The Fresno County Board of Education unanimously voted to sanction the opening of a new charter school in Clovis in its March 19 meeting.
The charter school, Clovis Global Academy, is currently enrolling kindergarten through fifth grade students and anticipates commencing class August 17, 2020. The school will eventually serve students through the eighth grade.
Clovis Global Academy aims to educate students through a dual immersion learning system that would ensure students can speak, read and write Spanish and English by the time they enter high school. It will be the first school of its kind in Clovis.
“Charters are set up to try innovative ideas,” said Fresno Education Board Trustee Dr. Allen Clyde, who represents the district that the Clovis Global Academy will be located in.
“The subject matter is taught in both English and Spanish, from start to finish,” Clyde said. “When these kids finish the 8th grade and go to their respective high schools, they will be fully bilingual. They will read, write and speak bilingually, the whole thing.”

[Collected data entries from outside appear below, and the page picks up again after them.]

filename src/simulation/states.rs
//! Core state types for the mass-spring simulation.
//!
//! Defines the particle/spring collections integrated every frame:
//! - `Particle` using `NVec3` (position, velocity, force accumulator)
//! - `Spring` connecting two particles by index
//! - `System` holding both collections and the current simulation time `t`

use nalgebra::Vector3;
pub type NVec3 = Vector3<f64>;

#[derive(Debug, Clone, PartialEq)]
pub struct Particle {
    pub mass: f64, // 0 = pinned
    pub inv_mass: f64, // 1 / mass, unused when pinned
    pub x: NVec3, // position
    pub v: NVec3, // velocity
    pub net_force: NVec3, // accumulator, cleared every substep
}

impl Particle {
    /// Free particle at rest at `x`
    pub fn free(x: NVec3, mass: f64) -> Self {
        Self {
            mass,
            inv_mass: if mass > 0.0 { mass.recip() } else { 0.0 },
            x,
            v: NVec3::zeros(),
            net_force: NVec3::zeros(),
        }
    }

    /// Immovable particle (zero mass) at `x`
    pub fn pinned(x: NVec3) -> Self {
        Self {
            mass: 0.0,
            inv_mass: 0.0,
            x,
            v: NVec3::zeros(),
            net_force: NVec3::zeros(),
        }
    }

    pub fn is_pinned(&self) -> bool {
        self.mass <= 0.0
    }
}

#[derive(Debug, Clone, PartialEq)]
pub struct Spring {
    pub a: usize, // receives +force
    pub b: usize, // receives -force
    pub rest_length: f64,
    pub stiffness: f64, // Hooke's constant
    pub damping: f64, // dashpot coefficient along the spring axis
}

#[derive(Debug, Clone, Default, PartialEq)]
pub struct System {
    pub particles: Vec<Particle>,
    pub springs: Vec<Spring>,
    pub t: f64, // time
}

impl System {
    /// Total mechanical energy: kinetic + spring potential + gravitational potential
    pub fn energy(&self, gravity: &NVec3) -> f64 {
        let kinetic: f64 = self.particles.iter()
            .filter(|p| !p.is_pinned())
            .map(|p| 0.5 * p.mass * p.v.norm_squared())
            .sum();

        let elastic: f64 = self.springs.iter()
            .map(|s| {
                let ext = (self.particles[s.a].x - self.particles[s.b].x).norm() - s.rest_length;
                0.5 * s.stiffness * ext * ext
            })
            .sum();

        // U = -m g.x
        let potential: f64 = self.particles.iter()
            .map(|p| -p.mass * gravity.dot(&p.x))
            .sum();

        kinetic + elastic + potential
    }
}
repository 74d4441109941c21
use std::time::Instant;
use crate::configuration::config::{JelloConfig, ParametersConfig};
use crate::simulation::forces::ForceSet;
use crate::simulation::integrator::step;
use crate::simulation::params::{Parameters, substeps_per_frame};
use crate::simulation::scenario::build_jello;
use crate::simulation::states::NVec3;

/// Jello config with `width` particles per edge, everything else default
fn make_jello(width: usize) -> JelloConfig {
    JelloConfig {
        width,
        ..JelloConfig::default()
    }
}

/// Default frame parameters
fn make_params() -> Parameters {
    let p = ParametersConfig::default();
    Parameters {
        dt: p.dt,
        substeps: substeps_per_frame(p.render_fps, p.dt),
        gravity: NVec3::from(p.gravity),
        air_damping: p.air_damping,
    }
}

/// Time the all-pairs connectivity scan as the lattice grows
pub fn bench_connectivity() {
    // Different lattice widths to test
    let widths = [2, 4, 6, 8, 10, 12];

    for w in widths {
        let cfg = make_jello(w);

        // Warm up
        let _ = build_jello(&cfg);

        let t0 = Instant::now();
        let (sys, _edges) = build_jello(&cfg);
        let elapsed = t0.elapsed().as_secs_f64();

        let n = sys.particles.len();
        println!(
            "W = {w:3}, N = {n:5}, pairs = {:8}, springs = {:6}, build = {:8.6} s",
            n * (n - 1) / 2,
            sys.springs.len(),
            elapsed
        );
    }
}

/// Time one rendered frame of integration per lattice width
/// Paste output directly into a spreadsheet to graph
pub fn bench_frames() {
    let params = make_params();
    let forces = ForceSet::standard(params.gravity, params.air_damping);
    let frames = 5;

    println!("W,springs,frame_ms");

    for w in 2..=10 {
        let (mut sys, _) = build_jello(&make_jello(w));
        let mut out = Vec::new();

        // Warm-up one frame
        step(&mut sys, &forces, &params, &mut out);

        let t0 = Instant::now();
        for _ in 0..frames {
            step(&mut sys, &forces, &params, &mut out);
        }
        let ms = t0.elapsed().as_secs_f64() * 1000.0 / frames as f64;

        println!("{},{},{:.6}", w, sys.springs.len(), ms);
    }
}
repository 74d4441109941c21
//! Build fully-initialized scenes from configuration
//!
//! Takes a [`SceneKind`] plus a `ScenarioConfig` (YAML-facing) and produces a
//! [`SceneData`] bundle containing:
//! - system state (`System` with particles and springs at t = 0)
//! - the spring edge index list used for line drawing (jello only)
//! - static ground geometry (jello only)
//!
//! Construction is deterministic: building the same scene twice yields
//! identical collections. Scenes are never patched in place; switching or
//! resetting throws the old bundle away and builds a fresh one.

use crate::configuration::config::{ScenarioConfig, SingleSpringConfig, ChainConfig, JelloConfig};
use crate::simulation::states::{System, Particle, Spring, NVec3};
use crate::simulation::forces::damping_coefficient;

/// Preset scenes, in navigation order
#[derive(Debug, Clone, Copy, PartialEq, Eq, Hash)]
pub enum SceneKind {
    SingleSpring,
    MultipleSprings,
    Jello,
}

impl SceneKind {
    pub const ALL: [SceneKind; 3] = [SceneKind::SingleSpring, SceneKind::MultipleSprings, SceneKind::Jello];
    pub const COUNT: usize = Self::ALL.len();

    /// Scene at `index`, clamped into `[0, COUNT - 1]`
    pub fn from_index(index: usize) -> Self {
        Self::ALL[index.min(Self::COUNT - 1)]
    }

    pub fn index(self) -> usize {
        match self {
            SceneKind::SingleSpring => 0,
            SceneKind::MultipleSprings => 1,
            SceneKind::Jello => 2,
        }
    }

    pub fn name(self) -> &'static str {
        match self {
            SceneKind::SingleSpring => "single spring",
            SceneKind::MultipleSprings => "multiple springs",
            SceneKind::Jello => "jello",
        }
    }
}

/// Static ground quad: 4 vertices (xyz, flattened) and 2 triangles
#[derive(Debug, Clone, PartialEq)]
pub struct Ground {
    pub vertices: Vec<f32>,
    pub indices: Vec<u32>,
}

/// Everything one scene needs: simulated state plus render-only geometry
#[derive(Debug, Clone, PartialEq)]
pub struct SceneData {
    pub kind: SceneKind,
    pub system: System,
    pub edges: Vec<u32>, // pairs of particle indices, one pair per spring
    pub ground: Option<Ground>,
}

/// Build the scene `kind` from its section of `cfg`
pub fn build_scene(kind: SceneKind, cfg: &ScenarioConfig) -> SceneData {
    match kind {
        SceneKind::SingleSpring => SceneData {
            kind,
            system: build_single_spring(&cfg.single_spring),
            edges: Vec::new(),
            ground: None,
        },
        SceneKind::MultipleSprings => SceneData {
            kind,
            system: build_chain(&cfg.chain),
            edges: Vec::new(),
            ground: None,
        },
        SceneKind::Jello => {
            let (system, edges) = build_jello(&cfg.jello);
            SceneData {
                kind,
                system,
                edges,
                ground: Some(build_ground(&cfg.jello)),
            }
        }
    }
}

/// Pinned anchor (index 0) and one free particle (index 1)
pub fn build_single_spring(cfg: &SingleSpringConfig) -> System {
    let anchor = Particle::pinned(NVec3::from(cfg.anchor));
    let free = Particle::free(NVec3::from(cfg.position), cfg.mass);

    let spring = Spring {
        a: 0,
        b: 1,
        rest_length: cfg.rest_length,
        stiffness: cfg.stiffness,
        damping: damping_coefficient(cfg.damping_ratio, free.mass, cfg.stiffness),
    };

    System {
        particles: vec![anchor, free],
        springs: vec![spring],
        t: 0.0,
    }
}

/// Pinned anchor followed by `cfg.count` free particles; spring i joins (i, i+1)
///
/// Damping for each link is derived from the mass of `b`, the later particle
/// in the chain. That is always a free particle here because only index 0 is
/// pinned; reordering the chain would break this assumption.
pub fn build_chain(cfg: &ChainConfig) -> System {
    let anchor = Particle::pinned(NVec3::from(cfg.anchor));
    let anchor_y = anchor.x.y;

    let mut particles = Vec::with_capacity(cfg.count + 1);
    let mut springs = Vec::with_capacity(cfg.count);
    particles.push(anchor);

    for i in 0..cfg.count {
        // step right of the previous particle, rising slightly so the chain sags once released
        let prev = particles[i].x;
        let x = NVec3::new(prev.x + cfg.step_x, anchor_y + cfg.rise * i as f64, 0.0);
        let p = Particle::free(x, cfg.mass);

        springs.push(Spring {
            a: i,
            b: i + 1,
            rest_length: cfg.rest_length,
            stiffness: cfg.stiffness,
            damping: damping_coefficient(cfg.damping_ratio, p.mass, cfg.stiffness),
        });
        particles.push(p);
    }

    System {
        particles,
        springs,
        t: 0.0,
    }
}

/// Spacing between neighbouring lattice particles
pub fn cell_size(cfg: &JelloConfig) -> f64 {
    cfg.edge_length / (cfg.width - 1) as f64
}

/// Largest rest-pose distance that still gets a spring: one cell's body diagonal
/// A relative slack of 1e-9 keeps rounding in the lattice coordinates from dropping diagonals
pub fn connection_threshold(cell: f64) -> f64 {
    3.0_f64.sqrt() * cell * (1.0 + 1e-9)
}

/// `width`^3 lattice with a spring between every pair within one cell diagonal
///
/// Returns the system and the flattened edge list `[a0, b0, a1, b1, ...]`,
/// which mirrors `system.springs` pair for pair.
pub fn build_jello(cfg: &JelloConfig) -> (System, Vec<u32>) {
    debug_assert!(cfg.width >= 2, "jello lattice needs at least 2 particles per edge");

    let w = cfg.width;
    let cell = cell_size(cfg);
    let half = cfg.edge_length / 2.0;

    let mut particles = Vec::with_capacity(w * w * w);
    for i in 0..w { // width
        for j in 0..w { // height
            for k in 0..w { // depth
                let x = NVec3::new(
                    cell * i as f64 - half,
                    cell * j as f64 + cfg.lift,
                    -cell * k as f64,
                );
                particles.push(Particle::free(x, cfg.mass));
            }
        }
    }

    let max_dist = connection_threshold(cell);
    let mut springs = Vec::new();
    let mut edges = Vec::new();

    // Loop over each unordered pair (i, j) with i < j
    let n = particles.len();
    for i in 0..n {
        for j in (i + 1)..n {
            let dist = (particles[i].x - particles[j].x).norm();
            if dist <= max_dist {
                // rest at the measured distance so diagonals keep their natural length
                springs.push(Spring {
                    a: i,
                    b: j,
                    rest_length: dist,
                    stiffness: cfg.stiffness,
                    damping: damping_coefficient(cfg.damping_ratio, particles[j].mass, cfg.stiffness),
                });
                edges.push(i as u32);
                edges.push(j as u32);
            }
        }
    }

    let system = System {
        particles,
        springs,
        t: 0.0,
    };
    (system, edges)
}

/// Square ground quad at `ground_height`, independent of the particles
pub fn build_ground(cfg: &JelloConfig) -> Ground {
    let h = cfg.ground_half_extent as f32;
    let y = cfg.ground_height as f32;
    Ground {
        vertices: vec![
            -h, y, -h,
            -h, y,  h,
             h, y, -h,
             h, y,  h,
        ],
        indices: vec![
            0, 1, 2,
            2, 1, 3,
        ],
    }
}
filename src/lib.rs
pub mod simulation;
pub mod configuration;
pub mod visualization;
pub mod benchmark;

pub use simulation::states::{Particle, Spring, System, NVec3};
pub use simulation::forces::{Force, ForceSet, SpringForces, UniformGravity, AirDrag, spring_force, damping_coefficient};
pub use simulation::integrator::{step, substep, flatten_positions};
pub use simulation::params::{Parameters, substeps_per_frame};
pub use simulation::scenario::{SceneKind, SceneData, Ground, build_scene};
pub use simulation::engine::Engine;

pub use configuration::config::{ScenarioConfig, ParametersConfig, SingleSpringConfig, ChainConfig, JelloConfig, ConfigError};

pub use visualization::mssim_vis3d::run_3d;

pub use benchmark::benchmark::{bench_connectivity, bench_frames};
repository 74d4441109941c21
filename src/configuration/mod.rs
pub mod config;
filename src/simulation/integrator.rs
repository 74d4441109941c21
//! Fixed-step time integrator for the mass-spring system
//!
//! Semi-implicit (symplectic) Euler: velocity is updated from the net force
//! before position, which keeps stiff spring systems stable at small `dt`.
//! One rendered frame runs `params.substeps` substeps, then the positions
//! are flattened for the renderer.

use super::states::{System, NVec3};
use super::forces::ForceSet;
use super::params::Parameters;

/// Advance the system by a single substep of size `params.dt`
/// Accumulates all forces, integrates free particles, clears accumulators
pub fn substep(sys: &mut System, forces: &ForceSet, params: &Parameters) {
    if sys.particles.is_empty() { // no particles, return
        return;
    }
    let dt = params.dt;

    // springs, gravity, drag -> net_force
    forces.accumulate_forces(sys);

    for p in sys.particles.iter_mut() {
        if !p.is_pinned() {
            // Kick: v_n+1 = v_n + dt * F / m
            p.v += p.net_force * p.inv_mass * dt;
            // Drift with the new velocity: x_n+1 = x_n + dt * v_n+1
            p.x += p.v * dt;
        }
        p.net_force = NVec3::zeros();
    }

    sys.t += dt;
}

/// Advance the system by one rendered frame (`params.substeps` substeps)
/// and rewrite `out` with the resulting positions
///
/// Only `dt` and `substeps` are read from `params`; gravity and drag come
/// from the terms registered in `forces`.
pub fn step(sys: &mut System, forces: &ForceSet, params: &Parameters, out: &mut Vec<f32>) {
    for _ in 0..params.substeps {
        substep(sys, forces, params);
    }
    flatten_positions(sys, out);
}

/// Copy positions into `out` as `[x0, y0, z0, x1, y1, z1, ...]` in particle order
pub fn flatten_positions(sys: &System, out: &mut Vec<f32>) {
    out.clear();
    out.reserve(3 * sys.particles.len());
    for p in &sys.particles {
        out.extend(p.x.iter().map(|&c| c as f32));
    }
}
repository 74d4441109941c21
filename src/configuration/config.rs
//! Configuration types for loading simulation scenarios from YAML.
//!
//! This module defines a thin, `serde`-deserializable representation of the
//! simulator's tunable constants. A scenario file consists of:
//!
//! - `scene`                  – index of the scene shown at startup (clamped)
//! - [`ParametersConfig`]     – step size, frame rate, gravity, air drag
//! - [`SingleSpringConfig`]   – one pinned anchor and one hanging particle
//! - [`ChainConfig`]          – pinned anchor followed by a chain of particles
//! - [`JelloConfig`]          – lattice cube resting above a ground quad
//!
//! Every field is optional; anything left out takes the built-in default.
//!
//! # YAML format
//!
//! ```yaml
//! scene: 2                  # 0 single spring, 1 chain, 2 jello
//!
//! parameters:
//!   dt: 1.0e-4              # substep size
//!   render_fps: 60.0        # substeps per frame = round((1/fps) / dt)
//!   gravity: [0.0, -9.81, 0.0]
//!   air_damping: 1.0e-4
//!
//! single_spring:
//!   anchor: [0.0, 0.9, 0.0]
//!   position: [0.0, -0.99, 0.0]
//!   mass: 0.01
//!   rest_length: 0.5
//!   stiffness: 0.5
//!   damping_ratio: 1.0
//!
//! chain:
//!   anchor: [0.0, 0.9, 0.0]
//!   count: 10
//!   mass: 0.001
//!   step_x: 0.05
//!   rise: 0.001
//!   rest_length: 0.07
//!   stiffness: 0.8
//!   damping_ratio: 1.0
//!
//! jello:
//!   width: 4
//!   edge_length: 5.0
//!   lift: 5.0
//!   mass: 0.001
//!   stiffness: 1.0
//!   damping_ratio: 1.0
//!   ground_height: -1.0
//!   ground_half_extent: 10.0
//! ```

use serde::Deserialize;
use std::fs::File;
use std::io::{BufReader, Read};
use std::path::{Path, PathBuf};

/// Global numerical and physical parameters
#[derive(Deserialize, Debug, Clone, PartialEq)]
#[serde(default)]
pub struct ParametersConfig {
    pub dt: f64,            // substep size
    pub render_fps: f64,    // rendered frames per second
    pub gravity: [f64; 3],  // gravitational acceleration
    pub air_damping: f64,   // linear drag coefficient, independent of spring damping
}

impl Default for ParametersConfig {
    fn default() -> Self {
        Self {
            dt: 1e-4,
            render_fps: 60.0,
            gravity: [0.0, -9.81, 0.0],
            air_damping: 1e-4,
        }
    }
}

/// A pinned anchor with a single free particle hanging from it
#[derive(Deserialize, Debug, Clone, PartialEq)]
#[serde(default)]
pub struct SingleSpringConfig {
    pub anchor: [f64; 3],   // pinned particle
    pub position: [f64; 3], // free particle
    pub mass: f64,          // mass of the free particle
    pub rest_length: f64,
    pub stiffness: f64,
    pub damping_ratio: f64, // fraction of critical damping
}

impl Default for SingleSpringConfig {
    fn default() -> Self {
        Self {
            anchor: [0.0, 0.9, 0.0],
            position: [0.0, -0.99, 0.0],
            mass: 0.01,
            rest_length: 0.5,
            stiffness: 0.5,
            damping_ratio: 1.0,
        }
    }
}

/// A pinned anchor followed by `count` free particles, each tied to the previous one
#[derive(Deserialize, Debug, Clone, PartialEq)]
#[serde(default)]
pub struct ChainConfig {
    pub anchor: [f64; 3],
    pub count: usize,       // free particles after the anchor
    pub mass: f64,          // mass of each free particle
    pub step_x: f64,        // x offset from the previous particle
    pub rise: f64,          // y offset per link above the anchor
    pub rest_length: f64,
    pub stiffness: f64,
    pub damping_ratio: f64,
}

impl Default for ChainConfig {
    fn default() -> Self {
        Self {
            anchor: [0.0, 0.9, 0.0],
            count: 10,
            mass: 0.001,
            step_x: 0.05,
            rise: 0.001,
            rest_length: 0.07,
            stiffness: 0.8,
            damping_ratio: 1.0,
        }
    }
}

/// A `width`^3 lattice of free particles above a ground quad
#[derive(Deserialize, Debug, Clone, PartialEq)]
#[serde(default)]
pub struct JelloConfig {
    pub width: usize,            // particles per edge, at least 2
    pub edge_length: f64,        // side length of the whole cube
    pub lift: f64,               // height of the bottom face
    pub mass: f64,               // mass of each particle
    pub stiffness: f64,
    pub damping_ratio: f64,
    pub ground_height: f64,      // y of the ground quad
    pub ground_half_extent: f64, // ground spans [-h, h] in x and z
}

impl Default for JelloConfig {
    fn default() -> Self {
        Self {
            width: 4,
            edge_length: 5.0,
            lift: 5.0,
            mass: 0.001,
            stiffness: 1.0,
            damping_ratio: 1.0,
            ground_height: -1.0,
            ground_half_extent: 10.0,
        }
    }
}

/// Top-level scenario configuration loaded from YAML.
#[derive(Deserialize, Debug, Clone, Default, PartialEq)]
#[serde(default)]
pub struct ScenarioConfig {
    pub scene: usize,                       // scene shown first
    pub parameters: ParametersConfig,       // global numerical and physical parameters
    pub single_spring: SingleSpringConfig,
    pub chain: ChainConfig,
    pub jello: JelloConfig,
}

impl ScenarioConfig {
    /// Parse a scenario from any YAML source
    pub fn from_yaml_reader<R: Read>(reader: R) -> Result<Self, serde_yaml::Error> {
        serde_yaml::from_reader(reader)
    }

    /// Load a scenario from a YAML file
    pub fn from_file<P: AsRef<Path>>(path: P) -> Result<Self, ConfigError> {
        let path = path.as_ref();
        let file = File::open(path).map_err(|error| ConfigError::Io {
            path: path.to_path_buf(),
            error,
        })?;
        let cfg = Self::from_yaml_reader(BufReader::new(file)).map_err(|error| ConfigError::Parse {
            path: path.to_path_buf(),
            error,
        })?;
        cfg.validate().map_err(|reason| ConfigError::Invalid {
            path: path.to_path_buf(),
            reason,
        })?;
        Ok(cfg)
    }

    /// Reject values that would produce NaN positions or an unbounded frame loop
    pub fn validate(&self) -> Result<(), String> {
        let p = &self.parameters;
        if !(p.dt.is_finite() && p.dt > 0.0) {
            return Err(format!("parameters.dt must be positive, got {}", p.dt));
        }
        if !(p.render_fps.is_finite() && p.render_fps > 0.0) {
            return Err(format!("parameters.render_fps must be positive, got {}", p.render_fps));
        }
        if p.dt > 1.0 / p.render_fps {
            return Err(format!("parameters.dt ({}) is longer than one frame", p.dt));
        }

        check_mass("single_spring.mass", self.single_spring.mass)?;
        check_mass("chain.mass", self.chain.mass)?;
        check_mass("jello.mass", self.jello.mass)?;

        if self.jello.width < 2 {
            return Err(format!("jello.width must be at least 2, got {}", self.jello.width));
        }
        if !(self.jello.edge_length.is_finite() && self.jello.edge_length > 0.0) {
            return Err(format!("jello.edge_length must be positive, got {}", self.jello.edge_length));
        }
        Ok(())
    }
}

// zero is allowed and pins the particle
fn check_mass(field: &str, mass: f64) -> Result<(), String> {
    if mass.is_finite() && mass >= 0.0 {
        Ok(())
    } else {
        Err(format!("{} must be non-negative, got {}", field, mass))
    }
}

/// Errors raised while loading a scenario file
#[derive(Debug)]
pub enum ConfigError {
    /// The file could not be opened or read
    Io {
        path: PathBuf,
        error: std::io::Error,
    },
    /// The file is not a valid scenario document
    Parse {
        path: PathBuf,
        error: serde_yaml::Error,
    },
    /// The file parsed but holds out-of-range values
    Invalid {
        path: PathBuf,
        reason: String,
    },
}

impl std::fmt::Display for ConfigError {
    fn fmt(&self, f: &mut std::fmt::Formatter<'_>) -> std::fmt::Result {
        match self {
            ConfigError::Io { path, error } => {
                write!(f, "failed to read scenario '{}': {}", path.display(), error)
            }
            ConfigError::Parse { path, error } => {
                write!(f, "failed to parse scenario '{}': {}", path.display(), error)
            }
            ConfigError::Invalid { path, reason } => {
                write!(f, "invalid scenario '{}': {}", path.display(), reason)
            }
        }
    }
}

impl std::error::Error for ConfigError {
    fn source(&self) -> Option<&(dyn std::error::Error + 'static)> {
        match self {
            ConfigError::Io { error, .. } => Some(error),
            ConfigError::Parse { error, .. } => Some(error),
            ConfigError::Invalid { .. } => None,
        }
    }
}
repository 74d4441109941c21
//! Numerical and physical parameters for the simulation
//!
//! `Parameters` holds runtime settings:
//! - substep size `dt` and number of substeps per rendered frame,
//! - constant gravity acceleration,
//! - linear air drag coefficient (independent of per-spring damping)

use crate::simulation::states::NVec3;

#[derive(Debug, Clone)]
pub struct Parameters {
    pub dt: f64, // substep size
    pub substeps: usize, // substeps per rendered frame
    pub gravity: NVec3, // gravitational acceleration
    pub air_damping: f64, // drag force = -air_damping * v
}

/// Number of fixed `dt` substeps needed to cover one frame at `render_fps`
pub fn substeps_per_frame(render_fps: f64, dt: f64) -> usize {
    ((1.0 / render_fps) / dt).round() as usize
}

A petition to open the school was originally submitted to the Clovis Unified School District Governing Board in November 2019.
But after the CUSD board narrowly denied the petition in early February 2020, Clovis Global Academy Board Chair Harmit Juneja appealed to the Fresno County Board of Education.
Now that the board has sanctioned the school, the Clovis Global academy is enrolling students. The school expects 239 students to attend during the 2020-2021 school year. The enrollment deadline is April 22.
Juneja said the charter school operates on a three pillar model.
“One of those pillars is dual language immersion,” Juneja said. “Essentially dual language immersion is a very research backed method that has been tried and tested and has worked for all student subgroups. The core subjects – math, English, science, social studies – are essentially taught in English and a target language.”
Juneja said students enrolled in the school would be taught by an English speaking teacher for half the day and by a Spanish speaking teacher the other half.
“A student would come in and they would start the day in English. Then after recess a different teacher that would teach that group of students and would teach another subject or reinforce some of the concepts in Spanish,” he said.
The other two pillars include the transfermitive teaching practices and creating a safe, small school culture, Juneja said.
“This is a smaller school, it creates a different environment,” he said. “We have a heavy emphasis on social emotional learning, so we will have an advisory period every day in which kids will be taught how to focus, how to pay attention.”
Dual language immersion will begin in transitional kindergarten and first grade students when the school opens.
“With dual language enrollment, it has to start early,” Juneja said.
Second through fifth grade students beginning at the school will receive Spanish language enrichment, though that will eventually be phased out as more students enroll at the school at the transitional kindergarten level.
“Over time the language enrichment will phase out and the school will be fully dual immersion up to 8th grade,” Juneja said.